Texas DMV considering ‘One State Under God’ license plates
While the most controversial proposal before the Texas Department of Motor Vehicles board is still that license plate featuring a Confederate flag, this week marked the end of the first public comment period for another potentially divisive design: three crosses on a hill, with the slogan, “One State Under God.”
As of Monday, the DMV was still soliciting input on the design at its e-View site, where the public is invited to support the plate, or say, “I don’t care for it.” Today, though, that window has closed, and the plate goes next to the DMV board for a vote.
DMV spokeswoman Kim Sue Lia Perkes said the design came to the DMV through a two-year-old process that’s unique to Texas, an agreement with MyPlates.com, which helps outside groups propose plate designs to advertise a company or a cause. It’s also how Texas got its Dr Pepper and Mighty Fine Burger license plates.
The Sons of Confederate Veterans plates were introduced by a more traditional procedure, with an endorsement from Land Commissioner Jerry Patterson, while the state’s “Choose Life” plates were created by the Texas Legislature.
Under its deal with the state, MyPlates.com works out its own deals with plate sponsors to determine a price and the profit split, Perkes said, after the state gets the first $8 from the sale.
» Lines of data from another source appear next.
//! Error types for tableinfo
//!
//! Provides a unified error type for all operations.
//!
//! Structural failures (`Connection`, `Schema`, `Query`) propagate to the
//! caller. `Conversion` and `WalRead` exist so the failure can be named, but
//! the codec and the reconciler degrade them to a present-but-reduced result
//! instead of returning them from the high-level operations.

use thiserror::Error;

use crate::timestamp::ConversionError;

/// Result type alias using InspectError
pub type Result<T> = std::result::Result<T, InspectError>;

/// Unified error type for tableinfo operations
#[derive(Debug, Error)]
pub enum InspectError {
    // -------------------------------------------------------------------------
    // I/O Errors
    // -------------------------------------------------------------------------
    #[error("IO error: {0}")]
    Io(#[from] std::io::Error),

    // -------------------------------------------------------------------------
    // Storage Errors
    // -------------------------------------------------------------------------
    /// Database file missing, unreadable, or not a database
    #[error("Connection error: {0}")]
    Connection(String),

    /// Requested table absent from the catalog
    #[error("Schema error: {0}")]
    Schema(String),

    /// Query referenced columns the table lacks, or failed while stepping
    #[error("Query error: {0}")]
    Query(String),

    // -------------------------------------------------------------------------
    // Degradable Errors
    // -------------------------------------------------------------------------
    #[error("Conversion error: {0}")]
    Conversion(#[from] ConversionError),

    #[error("WAL read error: {0}")]
    WalRead(String),

    // -------------------------------------------------------------------------
    // Configuration Errors
    // -------------------------------------------------------------------------
    #[error("Configuration error: {0}")]
    Config(String),
}

impl InspectError {
    /// True for errors the high-level operations swallow into a degraded result
    pub fn is_degradable(&self) -> bool {
        matches!(self, InspectError::Conversion(_) | InspectError::WalRead(_))
    }
}
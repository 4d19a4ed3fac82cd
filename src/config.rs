//! 프로토콜 설정

use std::time::Duration;

use crate::{Error, Result, MAX_BODY_SIZE, MAX_PACKET_SIZE};

/// UDPFT 프로토콜 설정
#[derive(Debug, Clone)]
pub struct Config {
    /// DATA 패킷당 페이로드 크기 (바이트)
    pub max_body_size: usize,

    /// 동시에 미확인 상태로 둘 수 있는 DATA 패킷 수 (슬롯 풀 상한)
    pub window_cap: usize,

    /// 재전송 타임아웃 (고정, 백오프 없음)
    pub ack_timeout: Duration,

    /// 핸드쉐이크 SACK 대기 시간
    pub sack_timeout: Duration,

    /// 시도마다 보내는 SYN 개수
    pub syn_copies: usize,

    /// 송신측 읽기 청크당 패킷 수
    pub packets_per_read_chunk: usize,

    /// 송신측 읽기 청크 버퍼 수
    pub read_buffers: usize,

    /// 수신측 쓰기 청크당 패킷 수
    pub packets_per_write_chunk: usize,

    /// 수신측 쓰기 청크 버퍼 수
    pub write_buffers: usize,

    /// 종료 시 연속으로 보내는 FIN 개수
    pub fin_burst: usize,

    /// 수신측 FINALIZING 폴링 간격
    pub fin_poll_interval: Duration,

    /// FIN 응답이 없을 때 수신측이 포기하기까지의 시간
    pub teardown_linger: Duration,

    /// 진행할 수 없을 때 쉬는 시간
    pub idle_interval: Duration,

    /// 데이터그램 수신 버퍼 크기
    pub recv_buffer_size: usize,
}

impl Default for Config {
    fn default() -> Self {
        Self::lan()
    }
}

impl Config {
    /// 새 설정 생성
    pub fn new() -> Self {
        Self::default()
    }

    /// LAN 기본 설정
    pub fn lan() -> Self {
        Self {
            max_body_size: MAX_BODY_SIZE,
            window_cap: 4 * 1024,
            ack_timeout: Duration::from_millis(10),
            sack_timeout: Duration::from_millis(20),
            syn_copies: 2,
            packets_per_read_chunk: 2 * 1024,
            read_buffers: 2,
            packets_per_write_chunk: 4 * 1024,
            write_buffers: 2,
            fin_burst: 8,
            fin_poll_interval: Duration::from_millis(5),
            teardown_linger: Duration::from_secs(3),
            idle_interval: Duration::from_millis(1),
            recv_buffer_size: MAX_PACKET_SIZE + 1,
        }
    }

    /// 루프백용 설정 (짧은 타이머)
    pub fn loopback() -> Self {
        Self {
            ack_timeout: Duration::from_millis(4),
            sack_timeout: Duration::from_millis(5),
            fin_poll_interval: Duration::from_millis(1),
            teardown_linger: Duration::from_secs(1),
            ..Self::lan()
        }
    }

    /// 손실이 많은 네트워크용 설정
    pub fn lossy() -> Self {
        Self {
            window_cap: 1024,
            ack_timeout: Duration::from_millis(50),
            sack_timeout: Duration::from_millis(100),
            syn_copies: 4,
            fin_burst: 16,
            fin_poll_interval: Duration::from_millis(20),
            teardown_linger: Duration::from_secs(10),
            ..Self::lan()
        }
    }

    /// 설정 검증
    pub fn validate(&self) -> Result<()> {
        if self.max_body_size == 0 || self.max_body_size > MAX_BODY_SIZE {
            return Err(Error::InvalidConfig(format!(
                "max_body_size must be in 1..={}, got {}",
                MAX_BODY_SIZE, self.max_body_size
            )));
        }
        if self.window_cap == 0 {
            return Err(Error::InvalidConfig("window_cap must be positive".into()));
        }
        if self.ack_timeout.is_zero()
            || self.sack_timeout.is_zero()
            || self.fin_poll_interval.is_zero()
        {
            return Err(Error::InvalidConfig("timeouts must be positive".into()));
        }
        if self.syn_copies == 0 || self.fin_burst == 0 {
            return Err(Error::InvalidConfig(
                "syn_copies and fin_burst must be positive".into(),
            ));
        }
        if self.packets_per_read_chunk == 0
            || self.packets_per_write_chunk == 0
            || self.read_buffers == 0
            || self.write_buffers == 0
        {
            return Err(Error::InvalidConfig("chunk sizes must be positive".into()));
        }
        if self.recv_buffer_size <= MAX_PACKET_SIZE {
            return Err(Error::InvalidConfig(format!(
                "recv_buffer_size must exceed {}",
                MAX_PACKET_SIZE
            )));
        }
        Ok(())
    }
}

#[cfg(test)]
mod tests {
    use super::*;

    #[test]
    fn test_presets_validate() {
        assert!(Config::lan().validate().is_ok());
        assert!(Config::loopback().validate().is_ok());
        assert!(Config::lossy().validate().is_ok());
    }

    #[test]
    fn test_rejects_oversized_body() {
        let config = Config {
            max_body_size: MAX_BODY_SIZE + 1,
            ..Config::default()
        };
        assert!(matches!(config.validate(), Err(Error::InvalidConfig(_))));
    }

    #[test]
    fn test_rejects_zero_window() {
        let config = Config {
            window_cap: 0,
            ..Config::default()
        };
        assert!(config.validate().is_err());
    }

    #[test]
    fn test_rejects_zero_fin_poll() {
        let config = Config {
            fin_poll_interval: Duration::ZERO,
            ..Config::default()
        };
        assert!(matches!(config.validate(), Err(Error::InvalidConfig(_))));
    }
}
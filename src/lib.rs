//! # UDPFT (UDP File Transfer)
//!
//! UDP 위에서 동작하는 신뢰성 있는 순서 보장 파일 전송 프로토콜
//!
//! ## 핵심 특징
//! - **파이프라인 윈도우**: 슬롯 풀 상한만큼 DATA 패킷을 동시에 전송
//! - **패킷별 재전송 타이머**: 고정 타임아웃, 만료 시 최우선 재전송
//! - **즉시 ACK**: 유효한 DATA는 중복이어도 항상 ACK
//! - **재조립 캐시**: 순서가 뒤바뀐 패킷을 floor 기준으로 정확히 한 번 기록
//! - **더블 버퍼 파일 파이프**: 디스크 I/O와 네트워크 I/O를 겹쳐서 처리
//! - **CRC-32 체크섬**: 손상된 패킷은 조용히 버림

pub mod cache;
pub mod config;
pub mod connection;
pub mod error;
pub mod packet;
pub mod pipe;
pub mod pool;
pub mod receiver;
pub mod scheduler;
pub mod sender;
pub mod simulator;
pub mod stats;
pub mod transport;

pub use cache::{InsertOutcome, ReassemblyCache};
pub use config::Config;
pub use connection::Connection;
pub use error::{Error, Result};
pub use packet::{Origin, Packet, PacketKind, SackOutcome};
pub use pipe::{ChunkReader, ChunkWriter};
pub use pool::{SlotId, SlotPool};
pub use receiver::{ReceiveReport, Receiver, ReceiverState};
pub use scheduler::{Resend, RetransmitScheduler};
pub use sender::{SendReport, Sender, SenderState};
pub use simulator::{FaultModel, SimEndpoint, SimulatedLink, Verdict};
pub use stats::TransferStats;
pub use transport::{Transport, UdpTransport};

/// 데이터그램 최대 크기 (바이트)
pub const MAX_PACKET_SIZE: usize = 1000;

/// 체크섬(4) + control(1) + 헤더 필드(4)
pub const HEADER_SIZE: usize = 9;

/// DATA 패킷 페이로드 최대 크기
pub const MAX_BODY_SIZE: usize = MAX_PACKET_SIZE - HEADER_SIZE;

pub const ACK_SIZE: usize = HEADER_SIZE;

/// 체크섬(4) + control(1) + 결과(1)
pub const SACK_SIZE: usize = 6;

/// 체크섬(4) + control(1)
pub const FIN_SIZE: usize = 5;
The DMV board will consider pretty much any license plate design passed along from MyPlates.com. “The only thing that stops a plate from going before the board is it didn’t meet the readability or legibility standards,” Perkes said. “When it’s slated for a board meeting, anyone is welome to come out and give comments on the plate.”
MyPlates.com spokeswoman Kim Drummond said the company’s main mission is to create a wide variety of plates that’ll appeal to the broadest audience possible. “We find stuff that we think, OK, this’ll look cool on a car,” she said. It’s a wide-open market, she said, with less than one percent of Texas drivers sporting custom plates.
Drummond said they haven’t proposed any plates that met with controversy — apart from predictable grousing from Texas fans when the state began selling Oklahoma Sooners plates — but she said no matter what, if you don’t like the plates, you don’t have to buy them.
“Think about this: It is a revenue stream that’s a discretionary purpose, how do you argue with it?” Drummond said.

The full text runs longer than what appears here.